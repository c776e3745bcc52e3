//! # fl-core
//!
//! Core models and resolution logic for FleetLens.
//!
//! This crate resolves a managed device to its directory identities,
//! aggregates group memberships, cross-references the four assignment
//! domains against them, and mutates group membership — all behind the
//! [`api::ManagementApi`] seam so connectors and tests plug in the same way.

pub mod actions;
pub mod api;
pub mod error;
pub mod identity;
pub mod membership;
pub mod model;
pub mod mutation;
pub mod resolve;
pub mod view;

pub use api::{
    AppInstall, AppScope, ComplianceRow, DirectoryObject, ManagedDevice, ManagementApi,
    MembershipScope, PolicyRow, ScriptContent, ScriptListing,
};
pub use error::{LensError, LensResult};
pub use identity::{resolve_identity, resolve_subjects, UNKNOWN_USER_SENTINEL};
pub use membership::build_membership_map;
pub use model::{
    AssignmentDomain, AssignmentKind, AssignmentRecord, AssignmentSpec, AssignmentTarget,
    GroupInfo, GroupMembership, Identity, MembershipKind, MembershipMap, ResolvedSubjects,
    TargetDescriptor, TargetKind,
};
pub use mutation::{
    apply_mutation, BatchStatus, GroupSelector, MutationAction, MutationOutcome, MutationReport,
};
pub use resolve::{resolve_assignments, DomainPolicy};
pub use view::{
    project, selectable_from_search, selectable_groups, DisplayRow, GroupChoice, SearchSnapshot,
    SortDirection, ViewState,
};
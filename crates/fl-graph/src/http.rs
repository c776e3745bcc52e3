//! HTTP plumbing for the Graph connector: TLS policy, default headers,
//! request pacing, credential injection, and error mapping.
//!
//! There are no automatic retries and no response caching. The captured
//! credential can rotate at any moment, so every request re-reads it, and a
//! failed call is simply re-run by the operator.

use std::num::NonZeroU32;
use std::sync::Arc;
use std::time::Duration;

use governor::{
    clock::DefaultClock,
    state::{InMemoryState, NotKeyed},
    Quota, RateLimiter,
};
use reqwest::{Client, RequestBuilder, StatusCode};
use serde::{de::DeserializeOwned, Serialize};
use tracing::{debug, warn};

use fl_core::{LensError, LensResult};

use crate::config::{GraphConfig, RateLimitConfig};
use crate::credentials::CredentialProvider;

type DirectRateLimiter = RateLimiter<NotKeyed, InMemoryState, DefaultClock>;

pub struct HttpClient {
    client: Client,
    base_url: String,
    credentials: CredentialProvider,
    rate_limiter: Option<Arc<DirectRateLimiter>>,
}

impl HttpClient {
    pub fn new(config: &GraphConfig, credentials: CredentialProvider) -> LensResult<Self> {
        // TLS verification can only be disabled in debug builds.
        let verify_tls = if !config.verify_tls {
            #[cfg(debug_assertions)]
            {
                warn!(
                    base_url = %config.base_url,
                    "TLS certificate verification disabled in development mode"
                );
                false
            }
            #[cfg(not(debug_assertions))]
            {
                warn!(
                    base_url = %config.base_url,
                    "refusing to disable TLS verification in a release build"
                );
                true
            }
        } else {
            true
        };

        let mut headers = reqwest::header::HeaderMap::new();
        for (key, value) in &config.headers {
            if let (Ok(name), Ok(val)) = (
                reqwest::header::HeaderName::try_from(key.as_str()),
                reqwest::header::HeaderValue::try_from(value.as_str()),
            ) {
                headers.insert(name, val);
            }
        }

        let client = Client::builder()
            .timeout(Duration::from_secs(config.timeout_secs))
            .danger_accept_invalid_certs(!verify_tls)
            .pool_max_idle_per_host(10)
            .pool_idle_timeout(Duration::from_secs(90))
            .default_headers(headers)
            .build()
            .map_err(|e| LensError::Config(e.to_string()))?;

        let rate_limiter = match &config.rate_limit {
            Some(limit) => Some(Arc::new(build_limiter(limit)?)),
            None => None,
        };

        Ok(Self {
            client,
            base_url: config.base_url.trim_end_matches('/').to_string(),
            credentials,
            rate_limiter,
        })
    }

    pub fn build_url(&self, path: &str) -> String {
        format!("{}/{}", self.base_url, path.trim_start_matches('/'))
    }

    pub async fn get_json<T: DeserializeOwned>(
        &self,
        path: &str,
        headers: &[(&str, &str)],
    ) -> LensResult<T> {
        let mut request = self.client.get(self.build_url(path));
        for (name, value) in headers {
            request = request.header(*name, *value);
        }
        let body = self.send(request).await?;
        parse_json(&body)
    }

    pub async fn post_json<B, T>(&self, path: &str, body: &B) -> LensResult<T>
    where
        B: Serialize + ?Sized,
        T: DeserializeOwned,
    {
        let request = self.client.post(self.build_url(path)).json(body);
        let text = self.send(request).await?;
        parse_json(&text)
    }

    /// POST where only the status matters (member references, log-collection
    /// requests).
    pub async fn post_no_content<B>(&self, path: &str, body: &B) -> LensResult<()>
    where
        B: Serialize + ?Sized,
    {
        let request = self.client.post(self.build_url(path)).json(body);
        self.send(request).await.map(drop)
    }

    pub async fn delete(&self, path: &str) -> LensResult<()> {
        let request = self.client.delete(self.build_url(path));
        self.send(request).await.map(drop)
    }

    /// Paces, authenticates, sends, and reduces the response to its body
    /// text or an error.
    async fn send(&self, request: RequestBuilder) -> LensResult<String> {
        if let Some(limiter) = &self.rate_limiter {
            limiter.until_ready().await;
        }

        let token = self.credentials.bearer_token()?;
        let request = request.header(
            "Authorization",
            format!("Bearer {}", token.expose_secret()),
        );

        let response = request.send().await.map_err(|e| {
            if e.is_timeout() {
                LensError::Network(format!("timeout: {e}"))
            } else if e.is_connect() {
                LensError::Network(format!("connection failed: {e}"))
            } else {
                LensError::Network(e.to_string())
            }
        })?;

        let status = response.status();
        let body = response
            .text()
            .await
            .map_err(|e| LensError::Network(e.to_string()))?;
        if !status.is_success() {
            if status == StatusCode::TOO_MANY_REQUESTS {
                warn!("throttled by the service");
            }
            return Err(LensError::http(status.as_u16(), body));
        }
        debug!(status = status.as_u16(), bytes = body.len(), "request completed");
        Ok(body)
    }
}

fn build_limiter(limit: &RateLimitConfig) -> LensResult<DirectRateLimiter> {
    let period = Duration::from_secs(limit.period_secs);
    let max = limit.max_requests.max(1);
    let quota = Quota::with_period(period / max)
        .ok_or_else(|| LensError::Config("rate limit period must be non-zero".to_string()))?
        .allow_burst(NonZeroU32::new(limit.burst_size).unwrap_or(NonZeroU32::MIN));
    Ok(RateLimiter::direct(quota))
}

/// Parses a JSON body, carrying a short snippet into the error.
fn parse_json<T: DeserializeOwned>(body: &str) -> LensResult<T> {
    // Some mutating endpoints answer 204 with an empty body.
    let candidate = if body.trim().is_empty() { "null" } else { body };
    serde_json::from_str(candidate).map_err(|e| {
        LensError::Decode(format!(
            "{e} - body: {}",
            body.chars().take(500).collect::<String>()
        ))
    })
}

++++++++++

WHAT THIS TASK INVOLVES >> Each line of the listing should be reproduced without any alteration.

RESULT OF THIS EXERCISE >>
repository c776e3745bcc52e3
//! # fl-core
//!
//! Core models and resolution logic for FleetLens.
//!
//! This crate resolves a managed device to its directory identities,
//! aggregates group memberships, cross-references the four assignment
//! domains against them, and mutates group membership — all behind the
//! [`api::ManagementApi`] seam so connectors and tests plug in the same way.

pub mod actions;
pub mod api;
pub mod error;
pub mod identity;
pub mod membership;
pub mod model;
pub mod mutation;
pub mod resolve;
pub mod view;

pub use api::{
    AppInstall, AppScope, ComplianceRow, DirectoryObject, ManagedDevice, ManagementApi,
    MembershipScope, PolicyRow, ScriptContent, ScriptListing,
};
pub use error::{LensError, LensResult};
pub use identity::{resolve_identity, resolve_subjects, UNKNOWN_USER_SENTINEL};
pub use membership::build_membership_map;
pub use model::{
    AssignmentDomain, AssignmentKind, AssignmentRecord, AssignmentSpec, AssignmentTarget,
    GroupInfo, GroupMembership, Identity, MembershipKind, MembershipMap, ResolvedSubjects,
    TargetDescriptor, TargetKind,
};
pub use mutation::{
    apply_mutation, BatchStatus, GroupSelector, MutationAction, MutationOutcome, MutationReport,
};
pub use resolve::{resolve_assignments, DomainPolicy};
pub use view::{
    project, selectable_from_search, selectable_groups, DisplayRow, GroupChoice, SearchSnapshot,
    SortDirection, ViewState,
};
filename crates/fl-graph/src/http.rs
repository c776e3745bcc52e3
//! HTTP plumbing for the Graph connector: TLS policy, default headers,
//! request pacing, credential injection, and error mapping.
//!
//! There are no automatic retries and no response caching. The captured
//! credential can rotate at any moment, so every request re-reads it, and a
//! failed call is simply re-run by the operator.

use std::num::NonZeroU32;
use std::sync::Arc;
use std::time::Duration;

use governor::{
    clock::DefaultClock,
    state::{InMemoryState, NotKeyed},
    Quota, RateLimiter,
};
use reqwest::{Client, RequestBuilder, StatusCode};
use serde::{de::DeserializeOwned, Serialize};
use tracing::{debug, warn};

use fl_core::{LensError, LensResult};

use crate::config::{GraphConfig, RateLimitConfig};
use crate::credentials::CredentialProvider;

type DirectRateLimiter = RateLimiter<NotKeyed, InMemoryState, DefaultClock>;

pub struct HttpClient {
    client: Client,
    base_url: String,
    credentials: CredentialProvider,
    rate_limiter: Option<Arc<DirectRateLimiter>>,
}

impl HttpClient {
    pub fn new(config: &GraphConfig, credentials: CredentialProvider) -> LensResult<Self> {
        // TLS verification can only be disabled in debug builds.
        let verify_tls = if !config.verify_tls {
            #[cfg(debug_assertions)]
            {
                warn!(
                    base_url = %config.base_url,
                    "TLS certificate verification disabled in development mode"
                );
                false
            }
            #[cfg(not(debug_assertions))]
            {
                warn!(
                    base_url = %config.base_url,
                    "refusing to disable TLS verification in a release build"
                );
                true
            }
        } else {
            true
        };

        let mut headers = reqwest::header::HeaderMap::new();
        for (key, value) in &config.headers {
            if let (Ok(name), Ok(val)) = (
                reqwest::header::HeaderName::try_from(key.as_str()),
                reqwest::header::HeaderValue::try_from(value.as_str()),
            ) {
                headers.insert(name, val);
            }
        }

        let client = Client::builder()
            .timeout(Duration::from_secs(config.timeout_secs))
            .danger_accept_invalid_certs(!verify_tls)
            .pool_max_idle_per_host(10)
            .pool_idle_timeout(Duration::from_secs(90))
            .default_headers(headers)
            .build()
            .map_err(|e| LensError::Config(e.to_string()))?;

        let rate_limiter = match &config.rate_limit {
            Some(limit) => Some(Arc::new(build_limiter(limit)?)),
            None => None,
        };

        Ok(Self {
            client,
            base_url: config.base_url.trim_end_matches('/').to_string(),
            credentials,
            rate_limiter,
        })
    }

    pub fn build_url(&self, path: &str) -> String {
        format!("{}/{}", self.base_url, path.trim_start_matches('/'))
    }

    pub async fn get_json<T: DeserializeOwned>(
        &self,
        path: &str,
        headers: &[(&str, &str)],
    ) -> LensResult<T> {
        let mut request = self.client.get(self.build_url(path));
        for (name, value) in headers {
            request = request.header(*name, *value);
        }
        let body = self.send(request).await?;
        parse_json(&body)
    }

    pub async fn post_json<B, T>(&self, path: &str, body: &B) -> LensResult<T>
    where
        B: Serialize + ?Sized,
        T: DeserializeOwned,
    {
        let request = self.client.post(self.build_url(path)).json(body);
        let text = self.send(request).await?;
        parse_json(&text)
    }

    /// POST where only the status matters (member references, log-collection
    /// requests).
    pub async fn post_no_content<B>(&self, path: &str, body: &B) -> LensResult<()>
    where
        B: Serialize + ?Sized,
    {
        let request = self.client.post(self.build_url(path)).json(body);
        self.send(request).await.map(drop)
    }

    pub async fn delete(&self, path: &str) -> LensResult<()> {
        let request = self.client.delete(self.build_url(path));
        self.send(request).await.map(drop)
    }

    /// Paces, authenticates, sends, and reduces the response to its body
    /// text or an error.
    async fn send(&self, request: RequestBuilder) -> LensResult<String> {
        if let Some(limiter) = &self.rate_limiter {
            limiter.until_ready().await;
        }

        let token = self.credentials.bearer_token()?;
        let request = request.header(
            "Authorization",
            format!("Bearer {}", token.expose_secret()),
        );

        let response = request.send().await.map_err(|e| {
            if e.is_timeout() {
                LensError::Network(format!("timeout: {e}"))
            } else if e.is_connect() {
                LensError::Network(format!("connection failed: {e}"))
            } else {
                LensError::Network(e.to_string())
            }
        })?;

        let status = response.status();
        let body = response
            .text()
            .await
            .map_err(|e| LensError::Network(e.to_string()))?;
        if !status.is_success() {
            if status == StatusCode::TOO_MANY_REQUESTS {
                warn!("throttled by the service");
            }
            return Err(LensError::http(status.as_u16(), body));
        }
        debug!(status = status.as_u16(), bytes = body.len(), "request completed");
        Ok(body)
    }
}

fn build_limiter(limit: &RateLimitConfig) -> LensResult<DirectRateLimiter> {
    let period = Duration::from_secs(limit.period_secs);
    let max = limit.max_requests.max(1);
    let quota = Quota::with_period(period / max)
        .ok_or_else(|| LensError::Config("rate limit period must be non-zero".to_string()))?
        .allow_burst(NonZeroU32::new(limit.burst_size).unwrap_or(NonZeroU32::MIN));
    Ok(RateLimiter::direct(quota))
}

/// Parses a JSON body, carrying a short snippet into the error.
fn parse_json<T: DeserializeOwned>(body: &str) -> LensResult<T> {
    // Some mutating endpoints answer 204 with an empty body.
    let candidate = if body.trim().is_empty() { "null" } else { body };
    serde_json::from_str(candidate).map_err(|e| {
        LensError::Decode(format!(
            "{e} - body: {}",
            body.chars().take(500).collect::<String>()
        ))
    })
}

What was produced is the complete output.